There are lots of options around here this month for fun, whether you want to join the dancing to the sounds of a DJ at 3am or dance Latin style to a Salsa band with a bunch of guys in cowboy hats, we’ve got it! Come by Mondays at sunset to Tortilla Flats on the beach in Dominical and get rowdy with the Tropi-Cowgirls or listen to Ralph Simms and myself playing some real authentic country music. Friday nights for rock and roll at Roca Verde with Ben Jammin’ and the Howlers, who will have Kim Carson joining them for several weeks this month. Check out Drew LaPlante or Jamisun or the fabulous G String Cowboys when they are playing around town. Happy Mardi Gras — expect anything and don’t forget to bring an umbrella!

Music is a safe kind of high. Jimi Hendrix

Music to me is like breathing. I don’t get tired of breathing, I don’t get tired of music. Ray Charles

You know what music is? God’s little reminder that there’s something else besides us in this universe; harmonic connection between all living beings everywhere, even the stars. August Rush

Some people feel the rain — others just get wet!
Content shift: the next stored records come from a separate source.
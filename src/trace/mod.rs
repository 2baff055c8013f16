//! Trace identity and dump line classification.
//!
//! A trace is known by the application that produced it and the graphics API
//! it captured. Everything else about it (a friendly name, a wiki link) is
//! metadata that travels with the identity and is replaced on re-import.

pub mod api;
pub mod parse;

pub use api::{ApiVariant, detect_api};
pub use parse::{LineRecord, classify_line};

use std::path::Path;

use serde::{Deserialize, Serialize};

/// Store key of a trace: one entry per application and API variant.
#[derive(Debug, Clone, PartialEq, Eq, PartialOrd, Ord, Hash, Serialize, Deserialize)]
pub struct TraceKey {
    pub application: String,
    pub api: ApiVariant,
}

impl std::fmt::Display for TraceKey {
    fn fmt(&self, f: &mut std::fmt::Formatter<'_>) -> std::fmt::Result {
        write!(f, "{} ({})", self.application, self.api)
    }
}

#[derive(Debug, Clone, PartialEq, Eq, Serialize, Deserialize)]
pub struct TraceIdentity {
    /// Binary name of the captured application
    pub application: String,
    pub api: ApiVariant,
    pub display_name: Option<String>,
    pub link: Option<String>,
}

impl TraceIdentity {
    pub fn new(application: impl Into<String>, api: ApiVariant) -> Self {
        Self {
            application: application.into(),
            api,
            display_name: None,
            link: None,
        }
    }

    pub fn with_display_name(mut self, name: Option<String>) -> Self {
        self.display_name = name;
        self
    }

    pub fn with_link(mut self, link: Option<String>) -> Self {
        self.link = link;
        self
    }

    pub fn key(&self) -> TraceKey {
        TraceKey {
            application: self.application.clone(),
            api: self.api.clone(),
        }
    }

    /// The friendly name if one was given, otherwise the binary name.
    pub fn label(&self) -> &str {
        self.display_name.as_deref().unwrap_or(&self.application)
    }
}

/// Application name for a trace file: its file name up to the first dot.
///
/// `game.exe.trace` names `game`. A name starting with a dot keeps the
/// whole file name.
pub fn application_name(path: &Path) -> String {
    let file_name = path
        .file_name()
        .map(|name| name.to_string_lossy().into_owned())
        .unwrap_or_default();
    match file_name.split('.').next() {
        Some(stem) if !stem.is_empty() => stem.to_string(),
        _ => file_name,
    }
}
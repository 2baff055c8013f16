use std::path::{Path, PathBuf};

use anyhow::Context;
use chrono::{DateTime, Utc};
use serde::Serialize;
use tracestats::config::TracestatsConfig;
use tracestats::stats::{PercentageScope, StatType};
use tracestats::store::{ConsolidatedStore, MatchedOn, SearchHit, SortKey, StoreQuery, StoredTrace};
use tracestats::styling::{
    Align, BOLD, CYAN, DIM, HINT_EMOJI, INFO_EMOJI, StyledString, Table, eprintln, format_error,
    format_hint, format_success, print, println,
};
use tracestats::trace::{ApiVariant, TraceKey};

use crate::cli::OutputFormat;

/// Search inputs from the command line; unset values come from the config.
#[derive(Debug)]
pub struct SearchOptions {
    pub query: String,
    pub api: Option<ApiVariant>,
    pub stat_type: Option<StatType>,
    pub scope: Option<PercentageScope>,
    pub limit: Option<usize>,
    pub format: OutputFormat,
}

fn open_store(explicit: Option<PathBuf>, config: &TracestatsConfig) -> anyhow::Result<ConsolidatedStore> {
    let path = match explicit {
        Some(path) => path,
        None => config.store_path()?,
    };
    log::debug!("Opening store {}", path.display());
    Ok(ConsolidatedStore::open(&path)?)
}

/// Import each document; a rejected document doesn't stop the others.
pub fn handle_import(
    files: &[PathBuf],
    store_path: Option<PathBuf>,
    config: &TracestatsConfig,
) -> anyhow::Result<bool> {
    let store = open_store(store_path, config)?;
    let mut failures = 0usize;

    for file in files {
        match store.import_file(file) {
            Ok(summary) => println!(
                "{}",
                format_success(&format!(
                    "Imported {BOLD}{}{BOLD:#}: {} new, {} replaced",
                    file.display(),
                    summary.inserted,
                    summary.replaced
                ))
            ),
            Err(e) => {
                eprintln!("{}", format_error(&e.to_string()));
                failures += 1;
            }
        }
    }

    let path = store.path().map(Path::to_path_buf);
    store.close().with_context(|| match &path {
        Some(path) => format!("Failed to save {}", path.display()),
        None => "Failed to save store".to_string(),
    })?;
    Ok(failures == 0)
}

#[derive(Serialize)]
struct HitJson<'a> {
    application: &'a str,
    name: Option<&'a str>,
    api: &'a ApiVariant,
    stat_type: &'a StatType,
    stat_name: &'a str,
    stat_count: u64,
    trace_percentage: Option<f64>,
    corpus_percentage: Option<f64>,
    matched_on: MatchedOn,
}

impl<'a> From<&'a SearchHit> for HitJson<'a> {
    fn from(hit: &'a SearchHit) -> Self {
        let identity = hit.trace.identity();
        Self {
            application: &identity.application,
            name: identity.display_name.as_deref(),
            api: &identity.api,
            stat_type: &hit.stat_type,
            stat_name: &hit.stat_name,
            stat_count: hit.stat_count,
            trace_percentage: hit.trace_percentage.value(),
            corpus_percentage: hit.corpus_percentage.value(),
            matched_on: hit.matched_on,
        }
    }
}

pub fn handle_search(
    options: SearchOptions,
    store_path: Option<PathBuf>,
    config: &TracestatsConfig,
) -> anyhow::Result<()> {
    let store = open_store(store_path, config)?;
    let scope = options.scope.unwrap_or(config.percentage_scope);
    let query = StoreQuery::parse(&options.query)?
        .with_api(options.api)
        .with_stat_type(options.stat_type)
        .with_limit(options.limit.unwrap_or(config.search_limit));

    let snapshot = store.snapshot();
    let hits = snapshot.search(&query, scope);

    if let OutputFormat::Json = options.format {
        let json: Vec<HitJson<'_>> = hits.iter().map(HitJson::from).collect();
        println!("{}", serde_json::to_string_pretty(&json)?);
        return Ok(());
    }

    if hits.is_empty() {
        println!("{INFO_EMOJI} No results for {BOLD}{}{BOLD:#}", query.text);
        return Ok(());
    }
    if hits[0].matched_on == MatchedOn::Application {
        println!(
            "{}",
            format_hint(&format!(
                "No stat named like \"{}\"; showing applications matching it",
                query.text
            ))
        );
    }

    let corpus_header = match scope {
        PercentageScope::PerApi => "API %",
        PercentageScope::Corpus => "Corpus %",
    };
    let mut table = Table::new([
        ("Application", Align::Left),
        ("API", Align::Left),
        ("Type", Align::Left),
        ("Name", Align::Left),
        ("Count", Align::Right),
        ("Trace %", Align::Right),
        (corpus_header, Align::Right),
    ]);
    for hit in &hits {
        let identity = hit.trace.identity();
        table.push(vec![
            StyledString::styled(identity.label(), BOLD),
            StyledString::raw(identity.api.to_string()),
            StyledString::styled(hit.stat_type.as_str(), DIM),
            StyledString::styled(hit.stat_name.clone(), CYAN),
            StyledString::raw(hit.stat_count.to_string()),
            StyledString::raw(hit.trace_percentage.to_string()),
            StyledString::raw(hit.corpus_percentage.to_string()),
        ]);
    }
    print_table(&table);
    if hits.len() == query.limit {
        println!(
            "{HINT_EMOJI} {DIM}Showing the first {} results; use --limit to see more{DIM:#}",
            query.limit
        );
    }
    Ok(())
}

#[derive(Serialize)]
struct TraceJson<'a> {
    id: u64,
    application: &'a str,
    name: Option<&'a str>,
    link: Option<&'a str>,
    api: &'a ApiVariant,
    calls: u64,
    updated_last: DateTime<Utc>,
}

impl<'a> From<&'a StoredTrace> for TraceJson<'a> {
    fn from(trace: &'a StoredTrace) -> Self {
        let identity = trace.identity();
        Self {
            id: trace.id,
            application: &identity.application,
            name: identity.display_name.as_deref(),
            link: identity.link.as_deref(),
            api: &identity.api,
            calls: trace.result.total_calls(),
            updated_last: trace.updated_last,
        }
    }
}

pub fn handle_list(
    store_path: Option<PathBuf>,
    sort: SortKey,
    format: OutputFormat,
    config: &TracestatsConfig,
) -> anyhow::Result<()> {
    let store = open_store(store_path, config)?;
    let snapshot = store.snapshot();
    let traces = snapshot.list(sort);

    if let OutputFormat::Json = format {
        let json: Vec<TraceJson<'_>> = traces.iter().map(|t| TraceJson::from(t.as_ref())).collect();
        println!("{}", serde_json::to_string_pretty(&json)?);
        return Ok(());
    }

    if traces.is_empty() {
        println!("{INFO_EMOJI} The store is empty");
        return Ok(());
    }
    let mut table = Table::new([
        ("ID", Align::Right),
        ("Application", Align::Left),
        ("Name", Align::Left),
        ("API", Align::Left),
        ("Calls", Align::Right),
        ("Updated", Align::Left),
    ]);
    for trace in &traces {
        let identity = trace.identity();
        table.push(vec![
            StyledString::styled(trace.id.to_string(), DIM),
            StyledString::styled(identity.application.clone(), BOLD),
            StyledString::raw(identity.display_name.clone().unwrap_or_default()),
            StyledString::raw(identity.api.to_string()),
            StyledString::raw(trace.result.total_calls().to_string()),
            StyledString::styled(trace.updated_last.format("%Y-%m-%d %H:%M").to_string(), DIM),
        ]);
    }
    print_table(&table);
    Ok(())
}

pub fn handle_summary(store_path: Option<PathBuf>, config: &TracestatsConfig) -> anyhow::Result<()> {
    let store = open_store(store_path, config)?;
    let snapshot = store.snapshot();
    let summary = snapshot.summary();

    if summary.trace_count() == 0 {
        println!("{INFO_EMOJI} The store is empty");
        return Ok(());
    }
    let mut table = Table::new([("API", Align::Left), ("Traces", Align::Right)]);
    for (api, count) in &summary.traces_per_api {
        table.push(vec![
            StyledString::raw(api.to_string()),
            StyledString::raw(count.to_string()),
        ]);
    }
    table.push(vec![
        StyledString::styled("Total", BOLD),
        StyledString::styled(summary.trace_count().to_string(), BOLD),
    ]);
    print_table(&table);
    Ok(())
}

pub fn handle_remove(
    application: String,
    api: ApiVariant,
    store_path: Option<PathBuf>,
    config: &TracestatsConfig,
) -> anyhow::Result<()> {
    let store = open_store(store_path, config)?;
    let key = TraceKey { application, api };
    if !store.remove(&key) {
        anyhow::bail!("No trace {key} in the store");
    }
    store.close()?;
    println!("{}", format_success(&format!("Removed {BOLD}{key}{BOLD:#}")));
    Ok(())
}

fn print_table(table: &Table) {
    // Rows already end in newlines
    print!("{}", table.render());
}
Bob Marley


2 Responses to “Fiddlin’ Around – February 2018”

  1. Seth Richardson said:

    Haven’t been back to NOLA for many years, not since the 1990s, but I used to totally enjoy Mardi Gras.
    I was also very partial to a band whose lyrics included

    “Well I had me a love that I called my own
    Our days were summer fair
    It was a faithful flower from the day it bloomed but it flew into despair
    So what remains when the seasons change winds begin to low…”

    The violinist in the band was extraordinary. 🙂


  2. Seth Richardson said:

    Ooops,that’s winds begin to blow…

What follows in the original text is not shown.